Skin capillary endothelial cells form a network of spatiotemporally conserved Ca2+ activity

Ca2+ signaling and its regulation are important for endothelial cell (EC) functions, including local blood flow control, mechanotransduction, and barrier function. Yet the spatiotemporal organization of Ca2+ activity and its regulation across a vascular plexus is poorly understood in an in vivo mammalian context, largely due to technical barriers. To overcome this gap in knowledge, we developed an approach to resolve Ca2+ activity with single cell resolution in the skin vasculature of live adult mice by multi-photon imaging. Here, we tracked thousands of Ca2+ events in the skin capillary plexus during homeostasis and observed signaling heterogeneity between ECs, with just over half displaying Ca2+ activity over minutes. Longitudinal tracking of the same mice revealed that the same ECs maintain Ca2+ activity over days to weeks. Interestingly, activity dynamics, such as frequency and event duration, are not conserved at a single cell level but at an EC population level. To identify the molecular underpinning of this spatiotemporal Ca2+ activity, we conditionally deleted in ECs the most expressed gap junction protein - Connexin 43 (Cx43). We found that loss of Cx43 initially causes a subset of ECs to display sustained Ca2+ activity and biases the dynamics of the whole network towards chronically persistent activity over time. Lastly, through pharmacological targeting of a small panel of known Ca2+ mediators, we showed that inhibition of L-type Voltage Gated Ca2+ channels largely restores physiological Ca2+ activity after loss of Cx43, but has no effect on signaling dynamics in homeostatic settings.

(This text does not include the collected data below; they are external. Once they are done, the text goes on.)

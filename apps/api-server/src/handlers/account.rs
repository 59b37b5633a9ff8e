//! The logged-in user's own profile.

use actix_multipart::Multipart;
use actix_web::{HttpResponse, web};

use inkwell_core::services::AccountUpdate;
use inkwell_shared::FieldError;
use inkwell_shared::dto::AccountResponse;

use super::form::FormData;
use super::views;
use crate::middleware::auth::Identity;
use crate::middleware::error::{AppError, AppResult};
use crate::state::AppState;

/// GET /account
pub async fn show(identity: Identity) -> HttpResponse {
    HttpResponse::Ok().json(views::user_response(&identity.0))
}

/// POST /account
///
/// Multipart fields: `username`, `email`, `about_me`, `old_pass`, `new_pass`,
/// `confirm_pass` and an optional `picture`. Blank `username`/`email` keep the
/// current values.
pub async fn update(
    state: web::Data<AppState>,
    identity: Identity,
    payload: Multipart,
) -> AppResult<HttpResponse> {
    let mut form = FormData::read(payload).await?;
    let principal = identity.principal();
    let user = identity.0;

    let new_password = form.text("new_pass").map(str::to_string);
    if new_password.as_deref() != form.text("confirm_pass") {
        return Err(AppError::Validation(vec![FieldError {
            field: "confirm_pass".to_string(),
            message: "Passwords must match".to_string(),
        }]));
    }

    let update = AccountUpdate {
        username: form.text("username").unwrap_or(&user.username).to_string(),
        email: form.text("email").unwrap_or(&user.email).to_string(),
        about_me: form.text("about_me").map(str::to_string),
        picture: form.take_file("picture"),
        old_password: form.text("old_pass").map(str::to_string),
        new_password,
    };

    let outcome = state
        .credentials
        .update_account(&principal, &user, update)
        .await?;

    let message = if outcome.password_rejected {
        "Old password is wrong!"
    } else {
        "Your account has been updated!"
    };

    Ok(HttpResponse::Ok().json(AccountResponse {
        message: message.to_string(),
        user: views::user_response(&outcome.user),
    }))
}
//! Health check endpoint.

use actix_web::HttpResponse;
use serde::Serialize;

use crate::observability::RequestId;

#[derive(Serialize)]
pub struct HealthResponse {
    pub status: &'static str,
    pub version: &'static str,
    pub timestamp: String,
    pub request_id: String,
}

/// Health check endpoint - returns server status.
///
/// GET /api/health
pub async fn health_check(request_id: RequestId) -> HttpResponse {
    HttpResponse::Ok().json(HealthResponse {
        status: "ok",
        version: env!("CARGO_PKG_VERSION"),
        timestamp: chrono::Utc::now().to_rfc3339(),
        request_id: request_id.as_str().to_string(),
    })
}
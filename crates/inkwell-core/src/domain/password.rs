use std::fmt;

use crate::ports::PasswordService;

/// Opaque, salted one-way password digest.
///
/// The encoded form only leaves this type through [`PasswordHash::encoded`], which exists
/// for persistence adapters. `Debug` never prints it.
#[derive(Clone, PartialEq, Eq)]
pub struct PasswordHash(String);

impl PasswordHash {
    /// Wrap a digest previously produced by a [`PasswordService`].
    pub fn from_encoded(encoded: impl Into<String>) -> Self {
        Self(encoded.into())
    }

    /// Encoded digest, for storage only.
    pub fn encoded(&self) -> &str {
        &self.0
    }

    /// Check a raw password against this digest. A malformed digest never matches.
    pub fn verify(&self, hasher: &dyn PasswordService, raw: &str) -> bool {
        match hasher.verify(raw, self) {
            Ok(matches) => matches,
            Err(e) => {
                tracing::warn!(error = %e, "Stored password hash could not be parsed");
                false
            }
        }
    }
}

impl fmt::Debug for PasswordHash {
    fn fmt(&self, f: &mut fmt::Formatter<'_>) -> fmt::Result {
        f.write_str("PasswordHash(<redacted>)")
    }
}

#[cfg(test)]
mod tests {
    use super::*;

    #[test]
    fn test_debug_is_redacted() {
        let hash = PasswordHash::from_encoded("$argon2id$v=19$secret");
        assert_eq!(format!("{hash:?}"), "PasswordHash(<redacted>)");
    }
}
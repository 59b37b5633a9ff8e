//! JWT session token implementation.

use chrono::{TimeDelta, Utc};
use jsonwebtoken::{DecodingKey, EncodingKey, Header, Validation, decode, encode};
use serde::{Deserialize, Serialize};
use uuid::Uuid;

use inkwell_core::ports::{AuthError, IssuedToken, TokenClaims, TokenService};

const DEFAULT_SECRET: &str = "change-me-in-production";

/// JWT token service configuration.
#[derive(Debug, Clone)]
pub struct JwtConfig {
    pub secret: String,
    pub expiration_hours: i64,
    pub issuer: String,
}

impl Default for JwtConfig {
    fn default() -> Self {
        Self {
            secret: DEFAULT_SECRET.to_string(),
            expiration_hours: 24,
            issuer: "inkwell".to_string(),
        }
    }
}

impl JwtConfig {
    /// Load configuration from environment variables.
    pub fn from_env() -> Self {
        let secret = std::env::var("JWT_SECRET").unwrap_or_else(|_| DEFAULT_SECRET.to_string());

        // Warn if using default secret in production
        if secret == DEFAULT_SECRET {
            let is_production = std::env::var("RUST_ENV")
                .map(|v| v == "production" || v == "prod")
                .unwrap_or(false);

            if is_production {
                tracing::error!(
                    "SECURITY: Using default JWT secret in production! Set JWT_SECRET environment variable."
                );
            } else {
                tracing::warn!("Using default JWT secret. Set JWT_SECRET for production use.");
            }
        }

        Self {
            secret,
            expiration_hours: std::env::var("SESSION_HOURS")
                .ok()
                .and_then(|s| s.parse().ok())
                .unwrap_or(24),
            issuer: std::env::var("JWT_ISSUER").unwrap_or_else(|_| "inkwell".to_string()),
        }
    }
}

/// Internal JWT claims structure for serialization.
#[derive(Debug, Serialize, Deserialize)]
struct Claims {
    sub: String, // user_id
    email: String,
    sid: String, // session id
    exp: i64,
    iat: i64,
    iss: String,
}

/// JWT-based token service.
pub struct JwtTokenService {
    encoding_key: EncodingKey,
    decoding_key: DecodingKey,
    config: JwtConfig,
}

impl JwtTokenService {
    pub fn new(config: JwtConfig) -> Self {
        let encoding_key = EncodingKey::from_secret(config.secret.as_bytes());
        let decoding_key = DecodingKey::from_secret(config.secret.as_bytes());

        Self {
            encoding_key,
            decoding_key,
            config,
        }
    }
}

impl TokenService for JwtTokenService {
    fn issue_token(
        &self,
        user_id: i32,
        email: &str,
        ttl_seconds: i64,
    ) -> Result<IssuedToken, AuthError> {
        let now = Utc::now();
        let exp = now + TimeDelta::seconds(ttl_seconds);
        let session_id = Uuid::new_v4().to_string();

        let claims = Claims {
            sub: user_id.to_string(),
            email: email.to_string(),
            sid: session_id.clone(),
            exp: exp.timestamp(),
            iat: now.timestamp(),
            iss: self.config.issuer.clone(),
        };

        let token = encode(&Header::default(), &claims, &self.encoding_key)
            .map_err(|e| AuthError::InvalidToken(e.to_string()))?;

        Ok(IssuedToken {
            token,
            session_id,
            expires_in: ttl_seconds,
        })
    }

    fn validate_token(&self, token: &str) -> Result<TokenClaims, AuthError> {
        let mut validation = Validation::default();
        validation.set_issuer(&[&self.config.issuer]);

        let token_data = decode::<Claims>(token, &self.decoding_key, &validation).map_err(|e| {
            match e.kind() {
                jsonwebtoken::errors::ErrorKind::ExpiredSignature => AuthError::TokenExpired,
                _ => AuthError::InvalidToken(e.to_string()),
            }
        })?;

        let user_id = token_data
            .claims
            .sub
            .parse::<i32>()
            .map_err(|e| AuthError::InvalidToken(e.to_string()))?;

        Ok(TokenClaims {
            user_id,
            email: token_data.claims.email,
            session_id: token_data.claims.sid,
            exp: token_data.claims.exp,
        })
    }
}

#[cfg(test)]
mod tests {
    use super::*;

    fn test_config() -> JwtConfig {
        JwtConfig {
            secret: "test-secret-key".to_string(),
            expiration_hours: 1,
            issuer: "test-issuer".to_string(),
        }
    }

    #[test]
    fn test_issue_and_validate_token() {
        let service = JwtTokenService::new(test_config());

        let issued = service
            .issue_token(42, "test@example.com", 3600)
            .unwrap();
        assert!(!issued.token.is_empty());
        assert_eq!(issued.expires_in, 3600);

        let claims = service.validate_token(&issued.token).unwrap();
        assert_eq!(claims.user_id, 42);
        assert_eq!(claims.email, "test@example.com");
        assert_eq!(claims.session_id, issued.session_id);
    }

    #[test]
    fn test_each_token_gets_its_own_session() {
        let service = JwtTokenService::new(test_config());

        let first = service.issue_token(1, "a@example.com", 60).unwrap();
        let second = service.issue_token(1, "a@example.com", 60).unwrap();
        assert_ne!(first.session_id, second.session_id);
    }

    #[test]
    fn test_validate_invalid_token() {
        let service = JwtTokenService::new(test_config());

        let result = service.validate_token("invalid-token");

        assert!(matches!(result.unwrap_err(), AuthError::InvalidToken(_)));
    }

    #[test]
    fn test_expired_token_is_rejected() {
        let service = JwtTokenService::new(test_config());

        // Well past the default 60s leeway.
        let issued = service.issue_token(1, "a@example.com", -600).unwrap();

        assert!(matches!(
            service.validate_token(&issued.token).unwrap_err(),
            AuthError::TokenExpired
        ));
    }

    #[test]
    fn test_validate_wrong_issuer_token() {
        let service1 = JwtTokenService::new(JwtConfig {
            secret: "same-secret".to_string(),
            expiration_hours: 1,
            issuer: "issuer1".to_string(),
        });
        let service2 = JwtTokenService::new(JwtConfig {
            secret: "same-secret".to_string(),
            expiration_hours: 1,
            issuer: "issuer2".to_string(),
        });

        let issued = service1.issue_token(7, "test@test.com", 60).unwrap();

        assert!(service2.validate_token(&issued.token).is_err());
    }
}
//! Migration CLI tool.
//!
//! Reads `DATABASE_URL` (from the environment or `.env`) and applies, rolls back
//! or reports the schema migrations: `migration up`, `migration down`, `migration status`.

use sea_orm_migration::prelude::*;

#[tokio::main]
async fn main() {
    dotenvy::dotenv().ok();

    tracing_subscriber::fmt()
        .with_env_filter("info")
        .init();

    cli::run_cli(migration::Migrator).await;
}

Significance StatementCa2+ signaling in mammalian endothelial cells (ECs) locally regulates blood flow, force sensing, and vessel permeability. In periods of vascular development and repair, there is a need for large-scale coordination in each of those functions. To understand what mechanisms drive collective Ca2+ activity during vascular remodeling, we must first address the open question of how tissue-level Ca2+ is spatiotemporally organized and regulated during homeostasis. Intravital imaging in skin vasculature of live mice reveals that a conserved set of cells orchestrates tissue-wide Ca2+ from minutes to days to weeks. How this network maintains itself over time requires long-range communication through a gap junction protein, Connexin 43 (Cx43). Cx43 dysregulation subsequently recruits L-type Voltage Gated Ca2+ channels to reshape the EC Ca2+ landscape.